4. La circonstance que Mme A est bénéficiaire d'une ordonnance de protection ne suffit pas à caractériser une situation d'urgence particulière impliquant qu'une mesure visant à sauvegarder une liberté fondamentale soit prise dans un très bref délai de quarante-huit heures. Il en va de même de l'allégation selon laquelle elle remplirait les conditions pour se voir délivrer le titre de séjour prévu à l'article L. 425-6 du code de l'entrée et du séjour des étrangers et du droit d'asile, la circonstance qu'une atteinte à une liberté fondamentale serait avérée n'étant pas de nature à caractériser, à elle seule, l'existence d'une situation d'urgence au sens de l'article L. 521-2 précité. Mme A, qui réside seule avec sa fille née le 3 février 2023, soutient faire l'objet d'une procédure d'expulsion de son logement. Cependant, en se bornant à produire une assignation faite par son bailleur d'avoir à comparaître le 10 mars 2025 devant le juge des contentieux de la protection du tribunal judiciaire de Bobigny, et un courriel du 3 juillet 2025 de l'avocat de son bailleur l'informant du renvoi de l'affaire à une audience fixée le 13 octobre 2025, Mme A n'établit pas l'imminence de ce risque, pas plus qu'elle n'indique en quoi le prononcé des mesures qu'elle sollicite lui permettrait d'améliorer sa situation financière, ses prestations sociales n'ayant pas été suspendues par la caisse d'allocations familiales, et donc d'éviter ce risque.

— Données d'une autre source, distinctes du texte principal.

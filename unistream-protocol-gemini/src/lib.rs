//! unistream-protocol-gemini
//!
//! Google Gemini protocol standard for unistream: `streamGenerateContent`
//! chunk narrowing, the Gemini finish-reason vocabulary, grounding sources,
//! and the non-streaming `generateContent` parser.
#![deny(unsafe_code)]

// Re-export the provider-agnostic core modules required by the protocol implementation.
pub use unistream_core::{self as core, spec};

pub mod standards;

pub use standards::gemini::GeminiProtocol;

5. Il résulte de ce qui précède, sans qu'il y ait lieu d'admettre Mme A au bénéfice de l'aide juridictionnelle à titre provisoire, que sa requête, y compris ses conclusions tendant au versement d'une somme au titre des frais du procès, doit être rejetée selon la procédure prévue à l'article L. 522-3 du code de justice administrative.

O R D O N N E :

Article 1er : La requête de Mme A est rejetée.

Article 2 : La présente ordonnance sera notifiée à Mme B A.

Fait à Montreuil, le 6 août 2025.

Le juge des référés,

Jimmy Robbe

La République mande et ordonne au ministre d'état, ministre de l'intérieur en ce qui le concerne et à tous commissaires de justice à ce requis en ce qui concerne les voies de droit commun, contre les parties privées, de pourvoir à l'exécution de la présente ordonnance.